Re-Thinking the Design and Analysis of Experiments? (2021-EU-30MP-776)

Phil Kay, JMP Senior Systems Engineer, SAS
Peter Hersh, JMP Technical Enablement Engineer, SAS

Scientists and engineers design experiments to understand their processes and systems: to find the critical factors and to optimize and control with useful models. Statistical design of experiments ensures that you can do more with your experimental effort and solve problems faster. But practical implementation of these methods generally requires acceptance of certain assumptions (including effect sparsity, effect heredity, and active or inactive effects) that don’t always sit comfortably with knowledge and experience of the domain. Can machine learning approaches overcome some of these challenges and provide richer understanding from experiments without extra cost? Could this be a revolution in the design and analysis of experiments?

This talk will explore the potential benefits of using the autovalidation technique developed by Chris Gotwalt and Phil Ramsey to analyze industrial experiments.

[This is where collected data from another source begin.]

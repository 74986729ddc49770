//! Invocation tracking and report dispatch.
//!
//! The collector keeps a stack of open invocations. Starting pushes a new
//! entry; stopping pops it, stamps its execution time and moves it into its
//! parent's children (or into the root list). Completed nodes are never
//! referenced from anywhere else, so the tree needs no back-pointers.
//!
//! # Example
//!
//! ```rust
//! use perf_logger::{MemoryLogger, PerformanceCollector};
//!
//! let sink = MemoryLogger::new();
//! let mut collector = PerformanceCollector::new().with_logger(sink.clone());
//!
//! collector.start("Script", "Run");
//! collector.measure("Script", "LoadElements", |_| {
//!     // ... work ...
//! });
//! collector.stop().unwrap();
//!
//! collector.finish().unwrap();
//! assert_eq!(sink.report_count(), 1);
//! assert_eq!(sink.reports()[0].len(), 2);
//! ```

use std::fmt;
use std::ops::{Deref, DerefMut};
use std::time::Duration;

use chrono::{DateTime, Utc};

use crate::clock::{Clock, SystemClock};
use crate::data::{flatten_all, MethodInvocation, PerformanceData, RunResult};
use crate::error::{PerfLoggerError, PerfResult};
use crate::loggers::PerformanceLogger;

// =============================================================================
// Open Invocation
// =============================================================================

/// An invocation that has started but not stopped.
#[derive(Debug)]
struct OpenInvocation {
    class_name: String,
    method_name: String,
    start_time: DateTime<Utc>,
    children: Vec<MethodInvocation>,
}

impl OpenInvocation {
    fn into_invocation(self, now: DateTime<Utc>) -> MethodInvocation {
        // A wall clock stepping backwards must not yield a negative time.
        let elapsed = (now - self.start_time).to_std().unwrap_or(Duration::ZERO);
        MethodInvocation {
            data: PerformanceData::new(self.class_name, self.method_name, self.start_time, elapsed),
            children: self.children,
        }
    }
}

// =============================================================================
// Performance Collector
// =============================================================================

/// Records nested timed invocations for one run and reports them once.
///
/// Reporting happens in [`finish`](Self::finish) or, if that was never
/// called, when the collector is dropped. Either way each registered logger
/// receives the flattened measurements exactly once.
pub struct PerformanceCollector {
    clock: Box<dyn Clock>,
    open: Vec<OpenInvocation>,
    completed: Vec<MethodInvocation>,
    loggers: Vec<Box<dyn PerformanceLogger>>,
    reported: bool,
}

impl fmt::Debug for PerformanceCollector {
    fn fmt(&self, f: &mut fmt::Formatter<'_>) -> fmt::Result {
        f.debug_struct("PerformanceCollector")
            .field("open", &self.open)
            .field("completed", &self.completed)
            .field(
                "loggers",
                &self.loggers.iter().map(|l| l.name().to_string()).collect::<Vec<_>>(),
            )
            .field("reported", &self.reported)
            .finish()
    }
}

impl Default for PerformanceCollector {
    fn default() -> Self {
        Self::new()
    }
}

impl PerformanceCollector {
    /// Create a collector timed by the system clock.
    pub fn new() -> Self {
        Self::with_clock(SystemClock)
    }

    /// Create a collector with a custom time source.
    pub fn with_clock(clock: impl Clock + 'static) -> Self {
        Self {
            clock: Box::new(clock),
            open: Vec::new(),
            completed: Vec::new(),
            loggers: Vec::new(),
            reported: false,
        }
    }

    /// Register a logger, builder style.
    pub fn with_logger(mut self, logger: impl PerformanceLogger + 'static) -> Self {
        self.add_logger(logger);
        self
    }

    /// Register a logger to receive the run's measurements.
    pub fn add_logger(&mut self, logger: impl PerformanceLogger + 'static) {
        self.loggers.push(Box::new(logger));
    }

    pub fn logger_count(&self) -> usize {
        self.loggers.len()
    }

    /// Open a new invocation under the current one.
    pub fn start(&mut self, class_name: impl Into<String>, method_name: impl Into<String>) {
        let invocation = OpenInvocation {
            class_name: class_name.into(),
            method_name: method_name.into(),
            start_time: crate::timefmt::truncate_instant(self.clock.now()),
            children: Vec::new(),
        };

        tracing::trace!(
            target: "perf_logger",
            class = %invocation.class_name,
            method = %invocation.method_name,
            depth = self.open.len(),
            "invocation started"
        );
        self.open.push(invocation);
    }

    /// Close the current invocation and return its measurement.
    ///
    /// # Errors
    ///
    /// Returns [`PerfLoggerError::InvalidOperation`] when nothing is open,
    /// which means start and stop calls are mismatched.
    pub fn stop(&mut self) -> PerfResult<PerformanceData> {
        let Some(open) = self.open.pop() else {
            tracing::error!(target: "perf_logger", "stop called without a matching start");
            return Err(PerfLoggerError::InvalidOperation(
                "stop called with no open invocation".to_string(),
            ));
        };

        let invocation = open.into_invocation(self.clock.now());
        let data = invocation.data.clone();

        tracing::trace!(
            target: "perf_logger",
            name = %data.qualified_name(),
            elapsed_ms = data.execution_time().as_secs_f64() * 1000.0,
            "invocation stopped"
        );

        match self.open.last_mut() {
            Some(parent) => parent.children.push(invocation),
            None => self.completed.push(invocation),
        }
        Ok(data)
    }

    /// Start an invocation that stops when the returned guard is dropped.
    ///
    /// The guard dereferences to the collector, so nested invocations can be
    /// opened through it.
    pub fn enter(
        &mut self,
        class_name: impl Into<String>,
        method_name: impl Into<String>,
    ) -> InvocationGuard<'_> {
        let depth = self.open.len();
        self.start(class_name, method_name);
        InvocationGuard {
            collector: self,
            depth,
            closed: false,
        }
    }

    /// Time a closure as one invocation.
    ///
    /// Invocations the closure leaves open are closed along with this one.
    pub fn measure<T>(
        &mut self,
        class_name: impl Into<String>,
        method_name: impl Into<String>,
        f: impl FnOnce(&mut Self) -> T,
    ) -> T {
        let depth = self.open.len();
        self.start(class_name, method_name);
        let value = f(self);
        if let Err(e) = self.close_to(depth) {
            tracing::error!(target: "perf_logger", error = %e, "measured closure unbalanced the invocation stack");
        }
        value
    }

    /// Close open invocations until `depth` remain.
    fn close_to(&mut self, depth: usize) -> PerfResult<Option<PerformanceData>> {
        if self.open.len() <= depth {
            return Err(PerfLoggerError::InvalidOperation(format!(
                "expected more than {} open invocations, found {}",
                depth,
                self.open.len()
            )));
        }
        if self.open.len() > depth + 1 {
            tracing::warn!(
                target: "perf_logger",
                unclosed = self.open.len() - depth - 1,
                "closing nested invocations left open"
            );
        }
        let mut last = None;
        while self.open.len() > depth {
            last = Some(self.stop()?);
        }
        Ok(last)
    }

    /// Number of currently open invocations.
    pub fn depth(&self) -> usize {
        self.open.len()
    }

    /// Whether nothing has been started yet.
    pub fn is_empty(&self) -> bool {
        self.open.is_empty() && self.completed.is_empty()
    }

    /// Completed root-level invocations.
    pub fn invocations(&self) -> &[MethodInvocation] {
        &self.completed
    }

    /// Completed measurements, depth-first in start order.
    pub fn performance_data(&self) -> Vec<PerformanceData> {
        flatten_all(&self.completed)
    }

    /// Snapshot of the completed invocations as a [`RunResult`].
    pub fn to_result(&self) -> RunResult {
        RunResult::with_invocations(self.completed.clone())
    }

    /// Close anything still open and report to every logger.
    ///
    /// Every logger is called even if an earlier one fails. A single failure
    /// is returned as is; several are wrapped in
    /// [`PerfLoggerError::AggregateReport`].
    pub fn finish(mut self) -> PerfResult<()> {
        self.report_once()
    }

    fn report_once(&mut self) -> PerfResult<()> {
        if self.reported {
            return Ok(());
        }
        self.reported = true;

        if !self.open.is_empty() {
            tracing::warn!(
                target: "perf_logger",
                open = self.open.len(),
                "closing invocations left open at teardown"
            );
            while !self.open.is_empty() {
                let _ = self.stop();
            }
        }

        let data = self.performance_data();
        let mut failures = Vec::new();
        for logger in &mut self.loggers {
            if let Err(e) = logger.report(&data) {
                tracing::error!(
                    target: "perf_logger",
                    logger = logger.name(),
                    error = %e,
                    "performance logger failed"
                );
                failures.push(e);
            }
        }

        tracing::debug!(
            target: "perf_logger",
            records = data.len(),
            loggers = self.loggers.len(),
            failed = failures.len(),
            "performance data reported"
        );

        match failures.len() {
            0 => Ok(()),
            1 => Err(failures.remove(0)),
            _ => Err(PerfLoggerError::AggregateReport(failures)),
        }
    }
}

impl Drop for PerformanceCollector {
    fn drop(&mut self) {
        if let Err(e) = self.report_once() {
            tracing::error!(target: "perf_logger", error = %e, "performance report failed on drop");
        }
    }
}

// =============================================================================
// Invocation Guard
// =============================================================================

/// RAII guard that stops its invocation when dropped.
pub struct InvocationGuard<'a> {
    collector: &'a mut PerformanceCollector,
    depth: usize,
    closed: bool,
}

impl InvocationGuard<'_> {
    /// Stop the invocation now and return its measurement.
    pub fn close(mut self) -> PerfResult<PerformanceData> {
        self.closed = true;
        self.collector
            .close_to(self.depth)?
            .ok_or_else(|| PerfLoggerError::InvalidOperation("invocation already closed".to_string()))
    }
}

impl Deref for InvocationGuard<'_> {
    type Target = PerformanceCollector;

    fn deref(&self) -> &Self::Target {
        self.collector
    }
}

impl DerefMut for InvocationGuard<'_> {
    fn deref_mut(&mut self) -> &mut Self::Target {
        self.collector
    }
}

impl Drop for InvocationGuard<'_> {
    fn drop(&mut self) {
        if self.closed {
            return;
        }
        if let Err(e) = self.collector.close_to(self.depth) {
            tracing::error!(target: "perf_logger", error = %e, "invocation guard found its invocation already stopped");
        }
    }
}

Case study examples will be presented to compare traditional tools with autovalidation techniques in screening for important effects and in building models for prediction and optimization.

We were not able to answer all questions in the Q&A so here goes...

I see weights are not between 0-1, how they are generated?

They are "fractionally weighted". This is the key trick that enables the method. In Gen Reg in JMP Pro we use this in the Freq role. You can use this addin for JMP Pro 15 to generate the duplicate table with weighting. We can recommend a talk by Chris Gotwalt and Phil Ramsey to explain the deep statistical details of the weighting.

When you duplicate rows, they are duplicated with the same output result? What is the purpose of this duplication?

Yes they are duplicated with the same response. It would be a bad idea just to do that and progress with the analysis. The key innovation here is that they are fractionally weighted such that they have low weighting in one portion of the validation set and a higher weighting in the other validation set. For example, a run with low weighting in "training" will have a duplicate pair that has a high weighting in "validation". Some duplicate pairs will have more equal weighting in training and validation.

We fit a model using these weightings to determine how much of each run goes into training and how much goes into validation. Then we redraw the weights and fit another model. We repeat this process hundreds of times. We then use the results across all these models, either to screen the important effects from their proportion non-zero, or to build a useful model by averaging all the individual models.

Is it possible to run the add-in in the normal, non-pro, JMP 15 version?

Quite possibly. You can run the add-in but you will need JMP Pro to utilize the validation column in the analysis - this is critical.

How does it work with categorical variables?

We presented examples with only continuous variables. A nice feature is that it would work for any model and with any variable types.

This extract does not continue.